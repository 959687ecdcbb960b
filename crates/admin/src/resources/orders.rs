//! Placed orders. Orders come from checkout; the back-office moves them
//! through fulfillment and payment states.

use sqlx::PgPool;

use emporium_core::api::{ListQuery, Paginated};
use emporium_core::{CurrencyCode, OrderId, OrderStatus, PaymentStatus};
use emporium_db::{Order, OrderRepository, RepositoryError, StatusChange};

use crate::components::{BulkAction, DataTableConfig, TableColumn, TableFilter};
use crate::error::AppError;

use super::{Cell, Ctx, Patch, Resource, csv_time, empty_patch, money, short_time, unknown_action};

pub struct Orders;

pub const fn status_tone(status: OrderStatus) -> &'static str {
    match status {
        OrderStatus::Pending => "warning",
        OrderStatus::Processing | OrderStatus::Shipped => "info",
        OrderStatus::Delivered => "success",
        OrderStatus::Cancelled | OrderStatus::Refunded => "muted",
    }
}

pub const fn payment_tone(status: PaymentStatus) -> &'static str {
    match status {
        PaymentStatus::Pending => "warning",
        PaymentStatus::Paid => "success",
        PaymentStatus::Failed => "danger",
        PaymentStatus::Refunded => "muted",
    }
}

/// Move an order to `next`, logging the change.
///
/// # Errors
///
/// Returns `RepositoryError::Validation` for a transition the lifecycle
/// does not allow.
pub async fn transition(ctx: Ctx<'_>, id: OrderId, next: OrderStatus) -> Result<Order, AppError> {
    let order = OrderRepository::new(ctx.pool).update_status(id, next).await?;
    tracing::info!(
        order_id = %id,
        order_number = %order.order_number,
        status = %next,
        admin_id = %ctx.admin.id,
        "Order status changed"
    );
    Ok(order)
}

/// Read the order and payment moves out of a patch. Both are applied
/// together or not at all.
fn status_change(patch: &Patch) -> Result<StatusChange, AppError> {
    let status = patch.status_as::<OrderStatus>()?;
    let payment_status = patch
        .payment_status
        .as_deref()
        .map(|s| {
            s.parse::<PaymentStatus>()
                .map_err(|e| AppError::BadRequest(e.to_string()))
        })
        .transpose()?;
    if status.is_none() && payment_status.is_none() {
        return Err(empty_patch());
    }
    Ok(StatusChange {
        status,
        payment_status,
    })
}

impl Resource for Orders {
    type Id = OrderId;
    type Record = Order;

    const PATH: &'static str = "orders";
    const TITLE: &'static str = "Orders";
    const SINGULAR: &'static str = "order";
    const CREATABLE: bool = false;

    fn table() -> DataTableConfig {
        DataTableConfig::new("orders")
            .column(TableColumn::new("number", "Order"))
            .column(TableColumn::new("customer", "Customer"))
            .column(TableColumn::new("email", "Email").visible(false))
            .column(TableColumn::new("total", "Total"))
            .column(TableColumn::new("status", "Status"))
            .column(TableColumn::new("payment", "Payment"))
            .column(TableColumn::new("shipping", "Shipping").visible(false))
            .column(TableColumn::new("created", "Placed"))
            .filter(TableFilter::status(
                "Status",
                OrderStatus::ALL.iter().map(|s| (s.as_str(), s.label())),
            ))
            .bulk_actions([
                BulkAction::new("processing", "Mark processing", "ph-gear"),
                BulkAction::new("shipped", "Mark shipped", "ph-truck"),
                BulkAction::new("delivered", "Mark delivered", "ph-package"),
                BulkAction::new("cancelled", "Cancel", "ph-x-circle").destructive(),
            ])
            .search_placeholder("Search by order number, email or name...")
            .empty_state("ph-receipt", "No orders yet", Some("Orders placed on the storefront appear here."))
    }

    fn id(record: &Order) -> OrderId {
        record.id
    }

    fn label(record: &Order) -> String {
        record.order_number.clone()
    }

    fn href(id: OrderId) -> String {
        format!("/admin/orders/{id}")
    }

    fn cells(record: &Order, currency: CurrencyCode) -> Vec<Cell> {
        vec![
            Cell::text(&record.order_number),
            Cell::text(&record.shipping_address.customer_name),
            Cell::text(&record.email),
            Cell::text(money(record.total, currency)),
            Cell::badge(record.status.label(), status_tone(record.status)),
            Cell::badge(record.payment_status.label(), payment_tone(record.payment_status)),
            Cell::text(&record.shipping_method_name),
            Cell::text(short_time(record.created_at)),
        ]
    }

    fn csv_header() -> &'static [&'static str] {
        &[
            "id",
            "order_number",
            "email",
            "customer_name",
            "shipping_address",
            "shipping_method",
            "coupon_code",
            "subtotal",
            "discount_total",
            "shipping_total",
            "total",
            "status",
            "payment_status",
            "paid_at",
            "created_at",
        ]
    }

    fn csv_row(record: &Order) -> Vec<String> {
        vec![
            record.id.to_string(),
            record.order_number.clone(),
            record.email.clone(),
            record.shipping_address.customer_name.clone(),
            record.shipping_address.one_line(),
            record.shipping_method_name.clone(),
            record.coupon_code.clone().unwrap_or_default(),
            record.subtotal.to_string(),
            record.discount_total.to_string(),
            record.shipping_total.to_string(),
            record.total.to_string(),
            record.status.to_string(),
            record.payment_status.to_string(),
            csv_time(record.paid_at),
            csv_time(Some(record.created_at)),
        ]
    }

    async fn list(pool: &PgPool, query: &ListQuery) -> Result<Paginated<Order>, RepositoryError> {
        OrderRepository::new(pool).list(query).await
    }

    async fn get(pool: &PgPool, id: OrderId) -> Result<Option<Order>, RepositoryError> {
        OrderRepository::new(pool).get(id).await
    }

    async fn patch(ctx: Ctx<'_>, id: OrderId, patch: Patch) -> Result<Order, AppError> {
        let change = status_change(&patch)?;
        let order = OrderRepository::new(ctx.pool)
            .apply_status_change(id, change)
            .await?;
        tracing::info!(
            order_id = %id,
            order_number = %order.order_number,
            status = ?change.status,
            payment_status = ?change.payment_status,
            admin_id = %ctx.admin.id,
            "Order updated"
        );
        Ok(order)
    }

    async fn bulk(ctx: Ctx<'_>, id: OrderId, action: &str) -> Result<(), AppError> {
        let next = match action {
            "processing" => OrderStatus::Processing,
            "shipped" => OrderStatus::Shipped,
            "delivered" => OrderStatus::Delivered,
            "cancelled" => OrderStatus::Cancelled,
            other => return Err(unknown_action(other)),
        };
        transition(ctx, id, next).await?;
        Ok(())
    }
}

#[cfg(test)]
#[allow(clippy::unwrap_used)]
mod tests {
    use super::*;

    fn order() -> Order {
        serde_json::from_value(serde_json::json!({
            "id": 12,
            "order_number": "ORD-20260301-K7MXQ2",
            "email": "dana@example.org",
            "shipping_address": {
                "customer_name": "Dana Reyes",
                "address_line1": "1 Main St",
                "city": "Springfield",
                "postal_code": "12345",
                "country": "US"
            },
            "shipping_method_id": 1,
            "shipping_method_name": "Standard",
            "coupon_code": "SAVE10",
            "subtotal": "100.00",
            "discount_total": "10.00",
            "shipping_total": "5.00",
            "total": "95.00",
            "status": "processing",
            "payment_status": "paid",
            "notes": null,
            "paid_at": "2026-03-01T10:05:00Z",
            "created_at": "2026-03-01T10:00:00Z",
            "updated_at": "2026-03-01T10:05:00Z"
        }))
        .unwrap()
    }

    #[test]
    fn test_order_cells_and_csv() {
        let order = order();
        let cells = Orders::cells(&order, CurrencyCode::USD);
        assert_eq!(cells.len(), Orders::table().columns.len());
        assert_eq!(cells[1].text, "Dana Reyes");
        assert_eq!(cells[3].text, "$95.00");
        assert_eq!(cells[5], Cell::badge("Paid", "success"));

        let row = Orders::csv_row(&order);
        assert_eq!(row.len(), Orders::csv_header().len());
        assert_eq!(row[4], "1 Main St, Springfield, 12345, US");
        assert_eq!(row[13], "2026-03-01T10:05:00+00:00");
    }

    #[test]
    fn test_orders_link_to_detail_page() {
        assert_eq!(Orders::href(OrderId::new(12)), "/admin/orders/12");
        assert!(!Orders::CREATABLE);
    }

    #[test]
    fn test_every_bulk_action_is_a_status() {
        for action in Orders::table().bulk_actions {
            assert!(action.key.parse::<OrderStatus>().is_ok(), "{}", action.key);
        }
    }

    #[test]
    fn test_fixture_order_number_is_well_formed() {
        assert!(emporium_core::numbers::is_well_formed(
            emporium_core::numbers::DocumentKind::Order,
            &order().order_number
        ));
    }

    #[test]
    fn test_patch_carries_both_moves() {
        let patch = Patch {
            status: Some("shipped".to_owned()),
            payment_status: Some("refunded".to_owned()),
            ..Patch::default()
        };
        assert_eq!(
            status_change(&patch).unwrap(),
            StatusChange {
                status: Some(OrderStatus::Shipped),
                payment_status: Some(PaymentStatus::Refunded),
            }
        );
        // Rejected as a whole against a processing, unpaid order.
        assert!(
            status_change(&patch)
                .unwrap()
                .check(OrderStatus::Processing, PaymentStatus::Pending)
                .is_err()
        );
    }

    #[test]
    fn test_patch_without_moves_rejected() {
        assert!(status_change(&Patch::default()).is_err());
        let bad = Patch {
            payment_status: Some("lost".to_owned()),
            ..Patch::default()
        };
        assert!(matches!(status_change(&bad), Err(AppError::BadRequest(_))));
    }
}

□ □ □

▸ Problem to solve:
Each line of the entries that contains "false" counts once; state the total as a bare number.

▸ Finished exercise:
3